**Your task:**
Whatever lines the data contains, output all of them unchanged.

**Records provided:**
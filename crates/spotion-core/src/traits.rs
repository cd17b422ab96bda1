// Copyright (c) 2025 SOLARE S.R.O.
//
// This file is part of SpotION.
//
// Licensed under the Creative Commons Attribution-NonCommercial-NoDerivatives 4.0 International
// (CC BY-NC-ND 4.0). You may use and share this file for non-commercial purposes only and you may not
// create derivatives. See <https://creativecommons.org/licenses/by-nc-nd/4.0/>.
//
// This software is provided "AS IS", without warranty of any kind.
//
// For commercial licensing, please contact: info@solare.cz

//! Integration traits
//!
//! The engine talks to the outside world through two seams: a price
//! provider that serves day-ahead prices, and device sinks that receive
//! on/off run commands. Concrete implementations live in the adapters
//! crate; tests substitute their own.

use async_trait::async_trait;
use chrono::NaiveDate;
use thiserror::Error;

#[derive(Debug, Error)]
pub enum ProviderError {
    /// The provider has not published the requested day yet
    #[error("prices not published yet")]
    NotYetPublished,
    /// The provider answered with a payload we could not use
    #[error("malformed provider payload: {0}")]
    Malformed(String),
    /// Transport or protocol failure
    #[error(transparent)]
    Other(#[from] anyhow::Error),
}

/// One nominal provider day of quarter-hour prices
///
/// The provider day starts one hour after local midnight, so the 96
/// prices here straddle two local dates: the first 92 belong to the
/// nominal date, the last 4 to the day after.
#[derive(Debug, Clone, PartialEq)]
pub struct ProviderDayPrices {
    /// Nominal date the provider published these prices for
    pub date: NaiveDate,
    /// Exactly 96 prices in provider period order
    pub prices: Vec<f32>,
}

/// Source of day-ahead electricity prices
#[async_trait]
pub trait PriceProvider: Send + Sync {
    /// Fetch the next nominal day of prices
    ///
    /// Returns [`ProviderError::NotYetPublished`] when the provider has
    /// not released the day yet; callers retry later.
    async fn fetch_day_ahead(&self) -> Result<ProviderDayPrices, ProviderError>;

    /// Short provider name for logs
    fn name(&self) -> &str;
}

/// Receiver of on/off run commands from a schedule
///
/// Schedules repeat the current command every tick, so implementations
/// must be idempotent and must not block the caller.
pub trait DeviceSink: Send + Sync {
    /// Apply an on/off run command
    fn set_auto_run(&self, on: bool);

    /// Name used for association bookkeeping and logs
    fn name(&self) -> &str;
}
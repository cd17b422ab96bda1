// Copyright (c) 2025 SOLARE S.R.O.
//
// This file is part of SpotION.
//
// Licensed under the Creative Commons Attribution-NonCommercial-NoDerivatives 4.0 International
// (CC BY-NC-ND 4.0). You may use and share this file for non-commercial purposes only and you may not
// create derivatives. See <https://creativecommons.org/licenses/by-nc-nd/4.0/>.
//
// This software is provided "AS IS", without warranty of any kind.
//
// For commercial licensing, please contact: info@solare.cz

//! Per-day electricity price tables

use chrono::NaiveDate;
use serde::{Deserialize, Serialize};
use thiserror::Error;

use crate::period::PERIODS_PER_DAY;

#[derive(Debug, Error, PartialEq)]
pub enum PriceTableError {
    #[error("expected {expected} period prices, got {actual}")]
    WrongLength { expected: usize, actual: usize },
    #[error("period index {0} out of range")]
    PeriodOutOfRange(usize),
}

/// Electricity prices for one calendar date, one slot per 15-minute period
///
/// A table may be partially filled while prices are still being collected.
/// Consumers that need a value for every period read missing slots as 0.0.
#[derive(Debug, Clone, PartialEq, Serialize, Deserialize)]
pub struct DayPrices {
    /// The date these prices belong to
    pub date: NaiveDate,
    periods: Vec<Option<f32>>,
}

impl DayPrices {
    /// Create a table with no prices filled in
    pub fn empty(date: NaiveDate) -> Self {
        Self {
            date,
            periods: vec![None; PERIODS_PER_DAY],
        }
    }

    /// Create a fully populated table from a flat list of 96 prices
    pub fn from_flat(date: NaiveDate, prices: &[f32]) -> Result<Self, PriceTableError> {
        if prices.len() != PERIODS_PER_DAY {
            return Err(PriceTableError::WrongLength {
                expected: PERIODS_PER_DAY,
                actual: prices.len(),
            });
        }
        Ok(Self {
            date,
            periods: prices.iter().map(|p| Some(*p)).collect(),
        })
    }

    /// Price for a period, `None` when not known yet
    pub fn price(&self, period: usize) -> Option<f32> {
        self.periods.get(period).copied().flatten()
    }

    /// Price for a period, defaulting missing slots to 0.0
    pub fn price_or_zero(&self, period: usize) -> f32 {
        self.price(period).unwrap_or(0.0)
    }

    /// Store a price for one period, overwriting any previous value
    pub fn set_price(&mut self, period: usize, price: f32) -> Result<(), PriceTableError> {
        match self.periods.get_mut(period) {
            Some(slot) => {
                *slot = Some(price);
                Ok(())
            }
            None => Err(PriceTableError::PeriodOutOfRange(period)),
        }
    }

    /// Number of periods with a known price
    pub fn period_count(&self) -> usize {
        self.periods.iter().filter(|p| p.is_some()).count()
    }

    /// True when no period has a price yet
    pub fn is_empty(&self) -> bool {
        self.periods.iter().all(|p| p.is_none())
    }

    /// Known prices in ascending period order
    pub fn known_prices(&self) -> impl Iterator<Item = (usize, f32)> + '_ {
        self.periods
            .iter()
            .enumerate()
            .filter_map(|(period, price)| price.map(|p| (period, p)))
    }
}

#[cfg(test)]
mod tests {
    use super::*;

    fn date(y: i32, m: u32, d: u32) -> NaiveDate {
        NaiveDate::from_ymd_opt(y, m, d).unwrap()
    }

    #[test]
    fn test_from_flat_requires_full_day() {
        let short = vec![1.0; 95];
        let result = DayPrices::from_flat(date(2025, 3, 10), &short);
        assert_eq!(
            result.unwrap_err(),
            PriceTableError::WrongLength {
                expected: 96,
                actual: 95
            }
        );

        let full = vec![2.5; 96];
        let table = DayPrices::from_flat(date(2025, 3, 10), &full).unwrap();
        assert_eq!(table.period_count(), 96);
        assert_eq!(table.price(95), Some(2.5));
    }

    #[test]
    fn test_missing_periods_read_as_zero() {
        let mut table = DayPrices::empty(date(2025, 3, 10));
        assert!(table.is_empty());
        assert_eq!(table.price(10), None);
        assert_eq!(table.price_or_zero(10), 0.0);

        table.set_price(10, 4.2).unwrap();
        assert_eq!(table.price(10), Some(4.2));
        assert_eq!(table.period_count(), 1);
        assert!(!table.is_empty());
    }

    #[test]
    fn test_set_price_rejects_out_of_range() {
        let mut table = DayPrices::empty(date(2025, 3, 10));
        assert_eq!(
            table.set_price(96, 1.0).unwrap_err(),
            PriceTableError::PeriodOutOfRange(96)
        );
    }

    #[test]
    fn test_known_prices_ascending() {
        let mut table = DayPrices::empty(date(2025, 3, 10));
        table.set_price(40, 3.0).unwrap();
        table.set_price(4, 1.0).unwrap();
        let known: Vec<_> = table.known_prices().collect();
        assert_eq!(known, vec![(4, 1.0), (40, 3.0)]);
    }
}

**Solution for this problem:**
filename crates/spotion-core/src/traits.rs
repository cd17b422ab96bda1
// Copyright (c) 2025 SOLARE S.R.O.
//
// This file is part of SpotION.
//
// Licensed under the Creative Commons Attribution-NonCommercial-NoDerivatives 4.0 International
// (CC BY-NC-ND 4.0). You may use and share this file for non-commercial purposes only and you may not
// create derivatives. See <https://creativecommons.org/licenses/by-nc-nd/4.0/>.
//
// This software is provided "AS IS", without warranty of any kind.
//
// For commercial licensing, please contact: info@solare.cz

//! Integration traits
//!
//! The engine talks to the outside world through two seams: a price
//! provider that serves day-ahead prices, and device sinks that receive
//! on/off run commands. Concrete implementations live in the adapters
//! crate; tests substitute their own.

use async_trait::async_trait;
use chrono::NaiveDate;
use thiserror::Error;

#[derive(Debug, Error)]
pub enum ProviderError {
    /// The provider has not published the requested day yet
    #[error("prices not published yet")]
    NotYetPublished,
    /// The provider answered with a payload we could not use
    #[error("malformed provider payload: {0}")]
    Malformed(String),
    /// Transport or protocol failure
    #[error(transparent)]
    Other(#[from] anyhow::Error),
}

/// One nominal provider day of quarter-hour prices
///
/// The provider day starts one hour after local midnight, so the 96
/// prices here straddle two local dates: the first 92 belong to the
/// nominal date, the last 4 to the day after.
#[derive(Debug, Clone, PartialEq)]
pub struct ProviderDayPrices {
    /// Nominal date the provider published these prices for
    pub date: NaiveDate,
    /// Exactly 96 prices in provider period order
    pub prices: Vec<f32>,
}

/// Source of day-ahead electricity prices
#[async_trait]
pub trait PriceProvider: Send + Sync {
    /// Fetch the next nominal day of prices
    ///
    /// Returns [`ProviderError::NotYetPublished`] when the provider has
    /// not released the day yet; callers retry later.
    async fn fetch_day_ahead(&self) -> Result<ProviderDayPrices, ProviderError>;

    /// Short provider name for logs
    fn name(&self) -> &str;
}

/// Receiver of on/off run commands from a schedule
///
/// Schedules repeat the current command every tick, so implementations
/// must be idempotent and must not block the caller.
pub trait DeviceSink: Send + Sync {
    /// Apply an on/off run command
    fn set_auto_run(&self, on: bool);

    /// Name used for association bookkeeping and logs
    fn name(&self) -> &str;
}
repository cd17b422ab96bda1
// Copyright (c) 2025 SOLARE S.R.O.
//
// This file is part of SpotION.
//
// Licensed under the Creative Commons Attribution-NonCommercial-NoDerivatives 4.0 International
// (CC BY-NC-ND 4.0). You may use and share this file for non-commercial purposes only and you may not
// create derivatives. See <https://creativecommons.org/licenses/by-nc-nd/4.0/>.
//
// This software is provided "AS IS", without warranty of any kind.
//
// For commercial licensing, please contact: info@solare.cz

//! Per-day electricity price tables

use chrono::NaiveDate;
use serde::{Deserialize, Serialize};
use thiserror::Error;

use crate::period::PERIODS_PER_DAY;

#[derive(Debug, Error, PartialEq)]
pub enum PriceTableError {
    #[error("expected {expected} period prices, got {actual}")]
    WrongLength { expected: usize, actual: usize },
    #[error("period index {0} out of range")]
    PeriodOutOfRange(usize),
}

/// Electricity prices for one calendar date, one slot per 15-minute period
///
/// A table may be partially filled while prices are still being collected.
/// Consumers that need a value for every period read missing slots as 0.0.
#[derive(Debug, Clone, PartialEq, Serialize, Deserialize)]
pub struct DayPrices {
    /// The date these prices belong to
    pub date: NaiveDate,
    periods: Vec<Option<f32>>,
}

impl DayPrices {
    /// Create a table with no prices filled in
    pub fn empty(date: NaiveDate) -> Self {
        Self {
            date,
            periods: vec![None; PERIODS_PER_DAY],
        }
    }

    /// Create a fully populated table from a flat list of 96 prices
    pub fn from_flat(date: NaiveDate, prices: &[f32]) -> Result<Self, PriceTableError> {
        if prices.len() != PERIODS_PER_DAY {
            return Err(PriceTableError::WrongLength {
                expected: PERIODS_PER_DAY,
                actual: prices.len(),
            });
        }
        Ok(Self {
            date,
            periods: prices.iter().map(|p| Some(*p)).collect(),
        })
    }

    /// Price for a period, `None` when not known yet
    pub fn price(&self, period: usize) -> Option<f32> {
        self.periods.get(period).copied().flatten()
    }

    /// Price for a period, defaulting missing slots to 0.0
    pub fn price_or_zero(&self, period: usize) -> f32 {
        self.price(period).unwrap_or(0.0)
    }

    /// Store a price for one period, overwriting any previous value
    pub fn set_price(&mut self, period: usize, price: f32) -> Result<(), PriceTableError> {
        match self.periods.get_mut(period) {
            Some(slot) => {
                *slot = Some(price);
                Ok(())
            }
            None => Err(PriceTableError::PeriodOutOfRange(period)),
        }
    }

    /// Number of periods with a known price
    pub fn period_count(&self) -> usize {
        self.periods.iter().filter(|p| p.is_some()).count()
    }

    /// True when no period has a price yet
    pub fn is_empty(&self) -> bool {
        self.periods.iter().all(|p| p.is_none())
    }

    /// Known prices in ascending period order
    pub fn known_prices(&self) -> impl Iterator<Item = (usize, f32)> + '_ {
        self.periods
            .iter()
            .enumerate()
            .filter_map(|(period, price)| price.map(|p| (period, p)))
    }
}

#[cfg(test)]
mod tests {
    use super::*;

    fn date(y: i32, m: u32, d: u32) -> NaiveDate {
        NaiveDate::from_ymd_opt(y, m, d).unwrap()
    }

    #[test]
    fn test_from_flat_requires_full_day() {
        let short = vec![1.0; 95];
        let result = DayPrices::from_flat(date(2025, 3, 10), &short);
        assert_eq!(
            result.unwrap_err(),
            PriceTableError::WrongLength {
                expected: 96,
                actual: 95
            }
        );

        let full = vec![2.5; 96];
        let table = DayPrices::from_flat(date(2025, 3, 10), &full).unwrap();
        assert_eq!(table.period_count(), 96);
        assert_eq!(table.price(95), Some(2.5));
    }

    #[test]
    fn test_missing_periods_read_as_zero() {
        let mut table = DayPrices::empty(date(2025, 3, 10));
        assert!(table.is_empty());
        assert_eq!(table.price(10), None);
        assert_eq!(table.price_or_zero(10), 0.0);

        table.set_price(10, 4.2).unwrap();
        assert_eq!(table.price(10), Some(4.2));
        assert_eq!(table.period_count(), 1);
        assert!(!table.is_empty());
    }

    #[test]
    fn test_set_price_rejects_out_of_range() {
        let mut table = DayPrices::empty(date(2025, 3, 10));
        assert_eq!(
            table.set_price(96, 1.0).unwrap_err(),
            PriceTableError::PeriodOutOfRange(96)
        );
    }

    #[test]
    fn test_known_prices_ascending() {
        let mut table = DayPrices::empty(date(2025, 3, 10));
        table.set_price(40, 3.0).unwrap();
        table.set_price(4, 1.0).unwrap();
        let known: Vec<_> = table.known_prices().collect();
        assert_eq!(known, vec![(4, 1.0), (40, 3.0)]);
    }
}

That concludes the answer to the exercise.